◆ DATA SECTION ◆
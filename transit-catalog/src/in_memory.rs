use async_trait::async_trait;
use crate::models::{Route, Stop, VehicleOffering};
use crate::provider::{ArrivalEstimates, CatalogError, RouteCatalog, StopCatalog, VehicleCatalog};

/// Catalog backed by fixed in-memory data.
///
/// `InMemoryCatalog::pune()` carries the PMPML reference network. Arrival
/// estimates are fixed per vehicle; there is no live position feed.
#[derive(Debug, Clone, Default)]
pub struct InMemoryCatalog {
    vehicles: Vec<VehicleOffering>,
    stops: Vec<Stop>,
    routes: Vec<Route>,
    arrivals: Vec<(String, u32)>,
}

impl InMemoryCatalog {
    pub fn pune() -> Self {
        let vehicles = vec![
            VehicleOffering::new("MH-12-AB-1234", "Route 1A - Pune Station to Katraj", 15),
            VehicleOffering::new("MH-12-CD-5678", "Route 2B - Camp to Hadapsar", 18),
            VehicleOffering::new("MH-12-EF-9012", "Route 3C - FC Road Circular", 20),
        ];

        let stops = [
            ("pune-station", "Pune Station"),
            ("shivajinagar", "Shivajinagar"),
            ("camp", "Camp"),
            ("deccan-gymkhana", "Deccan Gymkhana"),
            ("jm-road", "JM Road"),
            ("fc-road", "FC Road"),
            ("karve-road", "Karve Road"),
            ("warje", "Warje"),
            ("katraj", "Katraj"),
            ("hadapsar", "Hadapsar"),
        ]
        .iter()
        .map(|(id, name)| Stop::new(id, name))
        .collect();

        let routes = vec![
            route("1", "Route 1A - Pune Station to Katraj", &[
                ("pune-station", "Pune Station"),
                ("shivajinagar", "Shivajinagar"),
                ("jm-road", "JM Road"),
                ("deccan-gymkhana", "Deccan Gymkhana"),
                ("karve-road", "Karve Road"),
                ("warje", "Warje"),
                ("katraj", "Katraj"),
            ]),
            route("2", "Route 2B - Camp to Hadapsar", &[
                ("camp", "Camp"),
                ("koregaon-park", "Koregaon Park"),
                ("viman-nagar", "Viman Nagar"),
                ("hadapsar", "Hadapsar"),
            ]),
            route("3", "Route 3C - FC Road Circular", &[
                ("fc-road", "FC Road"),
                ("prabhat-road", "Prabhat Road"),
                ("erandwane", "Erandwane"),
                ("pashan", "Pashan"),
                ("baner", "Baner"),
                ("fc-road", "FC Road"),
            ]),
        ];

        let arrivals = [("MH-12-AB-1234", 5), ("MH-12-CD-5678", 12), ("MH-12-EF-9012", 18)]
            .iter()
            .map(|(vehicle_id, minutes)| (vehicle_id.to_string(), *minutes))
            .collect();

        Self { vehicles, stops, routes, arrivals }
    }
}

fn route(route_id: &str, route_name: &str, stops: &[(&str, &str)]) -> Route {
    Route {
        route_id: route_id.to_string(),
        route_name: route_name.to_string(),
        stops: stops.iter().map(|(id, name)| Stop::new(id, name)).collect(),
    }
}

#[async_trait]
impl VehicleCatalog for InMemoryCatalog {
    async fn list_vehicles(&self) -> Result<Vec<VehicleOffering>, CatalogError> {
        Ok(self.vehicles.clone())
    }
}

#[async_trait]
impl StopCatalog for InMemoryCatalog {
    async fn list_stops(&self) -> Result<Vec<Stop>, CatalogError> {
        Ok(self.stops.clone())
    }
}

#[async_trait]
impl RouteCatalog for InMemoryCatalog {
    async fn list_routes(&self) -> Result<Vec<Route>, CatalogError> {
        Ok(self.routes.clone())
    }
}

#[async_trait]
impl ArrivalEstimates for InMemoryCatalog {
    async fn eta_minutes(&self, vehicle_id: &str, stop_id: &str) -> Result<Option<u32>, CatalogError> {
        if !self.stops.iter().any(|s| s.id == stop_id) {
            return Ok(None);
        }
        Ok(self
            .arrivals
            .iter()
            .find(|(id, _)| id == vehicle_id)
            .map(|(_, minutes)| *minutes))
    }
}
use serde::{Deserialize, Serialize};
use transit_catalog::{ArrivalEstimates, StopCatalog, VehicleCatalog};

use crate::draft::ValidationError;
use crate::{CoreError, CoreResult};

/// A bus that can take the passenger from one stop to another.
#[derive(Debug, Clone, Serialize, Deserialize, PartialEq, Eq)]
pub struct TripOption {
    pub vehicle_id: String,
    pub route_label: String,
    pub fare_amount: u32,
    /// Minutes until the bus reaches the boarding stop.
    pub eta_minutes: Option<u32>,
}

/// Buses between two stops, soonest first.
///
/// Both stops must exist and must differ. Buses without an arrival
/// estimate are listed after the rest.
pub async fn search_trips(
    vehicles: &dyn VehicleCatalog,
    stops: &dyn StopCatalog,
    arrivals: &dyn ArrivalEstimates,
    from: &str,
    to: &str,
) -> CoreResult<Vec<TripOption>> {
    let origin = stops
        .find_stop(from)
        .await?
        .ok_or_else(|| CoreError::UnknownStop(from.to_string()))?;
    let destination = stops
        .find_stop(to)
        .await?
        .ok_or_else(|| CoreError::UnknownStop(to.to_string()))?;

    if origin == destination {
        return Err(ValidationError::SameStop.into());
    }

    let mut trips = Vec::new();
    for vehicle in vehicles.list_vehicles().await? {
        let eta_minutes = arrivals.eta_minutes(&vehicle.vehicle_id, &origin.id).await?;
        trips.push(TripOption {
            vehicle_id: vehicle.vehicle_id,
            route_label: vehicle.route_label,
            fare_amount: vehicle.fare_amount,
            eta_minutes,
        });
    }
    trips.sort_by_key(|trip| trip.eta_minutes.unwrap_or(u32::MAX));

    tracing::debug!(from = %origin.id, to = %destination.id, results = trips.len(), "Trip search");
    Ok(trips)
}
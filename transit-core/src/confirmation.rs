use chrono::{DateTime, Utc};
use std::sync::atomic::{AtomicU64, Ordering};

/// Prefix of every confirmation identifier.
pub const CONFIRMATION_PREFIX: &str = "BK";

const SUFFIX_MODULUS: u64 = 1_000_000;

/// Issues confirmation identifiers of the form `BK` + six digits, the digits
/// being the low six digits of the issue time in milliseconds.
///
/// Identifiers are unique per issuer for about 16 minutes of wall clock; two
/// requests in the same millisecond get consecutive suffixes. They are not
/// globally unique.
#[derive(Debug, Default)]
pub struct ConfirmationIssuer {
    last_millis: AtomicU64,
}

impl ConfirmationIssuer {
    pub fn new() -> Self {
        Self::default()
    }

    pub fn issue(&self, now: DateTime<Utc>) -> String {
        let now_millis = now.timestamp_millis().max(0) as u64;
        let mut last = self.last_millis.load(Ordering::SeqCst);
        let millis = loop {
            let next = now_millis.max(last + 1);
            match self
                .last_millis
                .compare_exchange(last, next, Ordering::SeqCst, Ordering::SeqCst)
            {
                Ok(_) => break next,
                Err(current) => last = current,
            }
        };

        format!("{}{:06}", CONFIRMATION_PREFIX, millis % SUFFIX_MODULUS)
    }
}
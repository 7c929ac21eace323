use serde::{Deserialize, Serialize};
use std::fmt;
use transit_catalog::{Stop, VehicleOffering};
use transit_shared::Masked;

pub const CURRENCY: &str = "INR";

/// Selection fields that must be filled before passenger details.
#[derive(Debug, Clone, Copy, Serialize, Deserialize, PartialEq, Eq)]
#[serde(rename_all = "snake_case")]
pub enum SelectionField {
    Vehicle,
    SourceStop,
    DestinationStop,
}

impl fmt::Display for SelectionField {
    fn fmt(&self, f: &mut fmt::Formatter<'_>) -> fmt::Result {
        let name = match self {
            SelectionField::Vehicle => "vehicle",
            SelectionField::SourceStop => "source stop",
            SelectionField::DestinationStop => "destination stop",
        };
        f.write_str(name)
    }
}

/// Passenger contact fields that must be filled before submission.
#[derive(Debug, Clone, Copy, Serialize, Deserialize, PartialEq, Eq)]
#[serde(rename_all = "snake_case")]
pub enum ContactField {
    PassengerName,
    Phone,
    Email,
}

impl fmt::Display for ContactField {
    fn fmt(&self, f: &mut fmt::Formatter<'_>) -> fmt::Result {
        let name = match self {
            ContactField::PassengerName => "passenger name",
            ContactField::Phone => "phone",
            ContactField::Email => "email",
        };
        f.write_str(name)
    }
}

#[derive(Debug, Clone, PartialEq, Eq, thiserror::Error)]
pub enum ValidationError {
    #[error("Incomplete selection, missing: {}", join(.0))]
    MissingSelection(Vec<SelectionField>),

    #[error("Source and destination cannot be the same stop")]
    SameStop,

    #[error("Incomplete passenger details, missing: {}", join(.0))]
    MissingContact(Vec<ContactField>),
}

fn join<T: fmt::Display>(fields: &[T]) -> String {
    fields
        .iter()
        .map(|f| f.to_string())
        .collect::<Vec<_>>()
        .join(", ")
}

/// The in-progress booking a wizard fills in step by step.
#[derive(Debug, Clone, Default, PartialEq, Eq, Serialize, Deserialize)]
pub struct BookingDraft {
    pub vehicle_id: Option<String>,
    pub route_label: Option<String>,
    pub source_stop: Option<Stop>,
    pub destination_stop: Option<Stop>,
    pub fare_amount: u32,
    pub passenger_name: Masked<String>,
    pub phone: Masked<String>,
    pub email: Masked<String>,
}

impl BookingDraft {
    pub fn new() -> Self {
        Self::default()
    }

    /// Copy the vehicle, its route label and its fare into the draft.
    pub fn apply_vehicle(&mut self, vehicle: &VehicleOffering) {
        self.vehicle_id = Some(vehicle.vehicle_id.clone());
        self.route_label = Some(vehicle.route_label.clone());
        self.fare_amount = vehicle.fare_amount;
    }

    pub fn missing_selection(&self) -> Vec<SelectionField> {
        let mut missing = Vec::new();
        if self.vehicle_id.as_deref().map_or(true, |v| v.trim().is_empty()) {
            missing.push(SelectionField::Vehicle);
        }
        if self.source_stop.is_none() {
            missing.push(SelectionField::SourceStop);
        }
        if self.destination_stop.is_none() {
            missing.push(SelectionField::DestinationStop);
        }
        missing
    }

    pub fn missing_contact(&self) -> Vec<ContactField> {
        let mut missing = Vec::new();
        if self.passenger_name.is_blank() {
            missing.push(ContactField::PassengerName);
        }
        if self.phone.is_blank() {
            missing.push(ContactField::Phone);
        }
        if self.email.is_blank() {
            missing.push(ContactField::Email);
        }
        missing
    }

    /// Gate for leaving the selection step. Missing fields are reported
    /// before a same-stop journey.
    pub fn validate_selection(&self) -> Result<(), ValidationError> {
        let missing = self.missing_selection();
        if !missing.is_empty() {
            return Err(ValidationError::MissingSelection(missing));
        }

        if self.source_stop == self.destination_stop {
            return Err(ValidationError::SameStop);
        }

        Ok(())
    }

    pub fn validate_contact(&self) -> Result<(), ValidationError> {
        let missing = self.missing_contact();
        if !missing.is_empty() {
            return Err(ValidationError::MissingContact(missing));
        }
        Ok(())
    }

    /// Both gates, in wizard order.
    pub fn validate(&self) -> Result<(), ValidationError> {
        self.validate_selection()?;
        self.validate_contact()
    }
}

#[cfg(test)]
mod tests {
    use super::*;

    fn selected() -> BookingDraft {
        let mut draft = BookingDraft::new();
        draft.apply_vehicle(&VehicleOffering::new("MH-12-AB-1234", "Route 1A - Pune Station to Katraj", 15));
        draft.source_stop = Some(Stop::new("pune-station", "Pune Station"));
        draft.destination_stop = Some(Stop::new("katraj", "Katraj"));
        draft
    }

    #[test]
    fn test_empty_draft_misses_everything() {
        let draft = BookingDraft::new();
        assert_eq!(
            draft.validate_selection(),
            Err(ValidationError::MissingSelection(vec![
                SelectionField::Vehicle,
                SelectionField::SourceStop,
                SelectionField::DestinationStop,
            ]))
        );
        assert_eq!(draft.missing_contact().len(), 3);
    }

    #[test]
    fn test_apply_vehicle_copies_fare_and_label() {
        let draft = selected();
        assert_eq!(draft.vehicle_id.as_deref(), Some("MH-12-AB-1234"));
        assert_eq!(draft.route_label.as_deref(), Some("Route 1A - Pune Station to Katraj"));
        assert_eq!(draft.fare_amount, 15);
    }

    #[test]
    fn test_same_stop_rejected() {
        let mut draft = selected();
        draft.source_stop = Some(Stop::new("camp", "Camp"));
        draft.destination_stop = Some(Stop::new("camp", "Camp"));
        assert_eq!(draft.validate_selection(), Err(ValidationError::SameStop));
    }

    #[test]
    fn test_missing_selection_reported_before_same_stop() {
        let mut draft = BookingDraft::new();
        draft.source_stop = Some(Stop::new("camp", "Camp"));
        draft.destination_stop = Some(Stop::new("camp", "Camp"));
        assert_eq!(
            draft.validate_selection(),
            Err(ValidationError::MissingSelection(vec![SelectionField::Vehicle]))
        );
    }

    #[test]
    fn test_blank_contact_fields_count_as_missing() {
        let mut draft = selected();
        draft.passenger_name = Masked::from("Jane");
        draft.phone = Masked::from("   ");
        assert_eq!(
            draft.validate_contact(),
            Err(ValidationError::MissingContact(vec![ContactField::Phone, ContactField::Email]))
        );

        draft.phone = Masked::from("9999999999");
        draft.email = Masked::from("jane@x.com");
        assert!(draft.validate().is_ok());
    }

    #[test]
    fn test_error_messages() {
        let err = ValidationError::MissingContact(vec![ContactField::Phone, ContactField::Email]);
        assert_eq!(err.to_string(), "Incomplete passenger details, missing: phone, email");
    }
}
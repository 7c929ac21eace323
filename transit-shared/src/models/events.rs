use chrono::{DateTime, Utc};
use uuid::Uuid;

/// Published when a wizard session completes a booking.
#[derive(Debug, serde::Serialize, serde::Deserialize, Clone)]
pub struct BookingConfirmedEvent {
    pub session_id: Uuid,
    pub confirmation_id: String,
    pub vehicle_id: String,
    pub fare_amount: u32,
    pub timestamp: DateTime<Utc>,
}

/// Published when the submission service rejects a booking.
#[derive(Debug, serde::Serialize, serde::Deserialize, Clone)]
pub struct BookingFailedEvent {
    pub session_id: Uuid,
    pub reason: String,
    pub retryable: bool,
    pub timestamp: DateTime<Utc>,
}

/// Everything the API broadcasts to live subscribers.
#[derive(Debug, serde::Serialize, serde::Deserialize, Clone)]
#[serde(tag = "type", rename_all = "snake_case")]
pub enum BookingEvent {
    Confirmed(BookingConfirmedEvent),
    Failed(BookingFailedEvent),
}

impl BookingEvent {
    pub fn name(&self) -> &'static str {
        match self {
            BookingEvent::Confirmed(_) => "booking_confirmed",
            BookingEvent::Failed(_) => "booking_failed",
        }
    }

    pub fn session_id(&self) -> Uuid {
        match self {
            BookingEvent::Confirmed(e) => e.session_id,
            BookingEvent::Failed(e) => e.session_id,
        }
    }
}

◆ YOUR ASSIGNMENT ◆
Nothing but the lines above from the one containing "self.fare_amount = vehicle.fare_amount;" through the one containing "pub fn missing_contact(&self)" should appear in the answer, each repeated exactly.

◆ ANSWER SECTION ◆
        self.fare_amount = vehicle.fare_amount;
    }

    pub fn missing_selection(&self) -> Vec<SelectionField> {
        let mut missing = Vec::new();
        if self.vehicle_id.as_deref().map_or(true, |v| v.trim().is_empty()) {
            missing.push(SelectionField::Vehicle);
        }
        if self.source_stop.is_none() {
            missing.push(SelectionField::SourceStop);
        }
        if self.destination_stop.is_none() {
            missing.push(SelectionField::DestinationStop);
        }
        missing
    }

    pub fn missing_contact(&self) -> Vec<ContactField> {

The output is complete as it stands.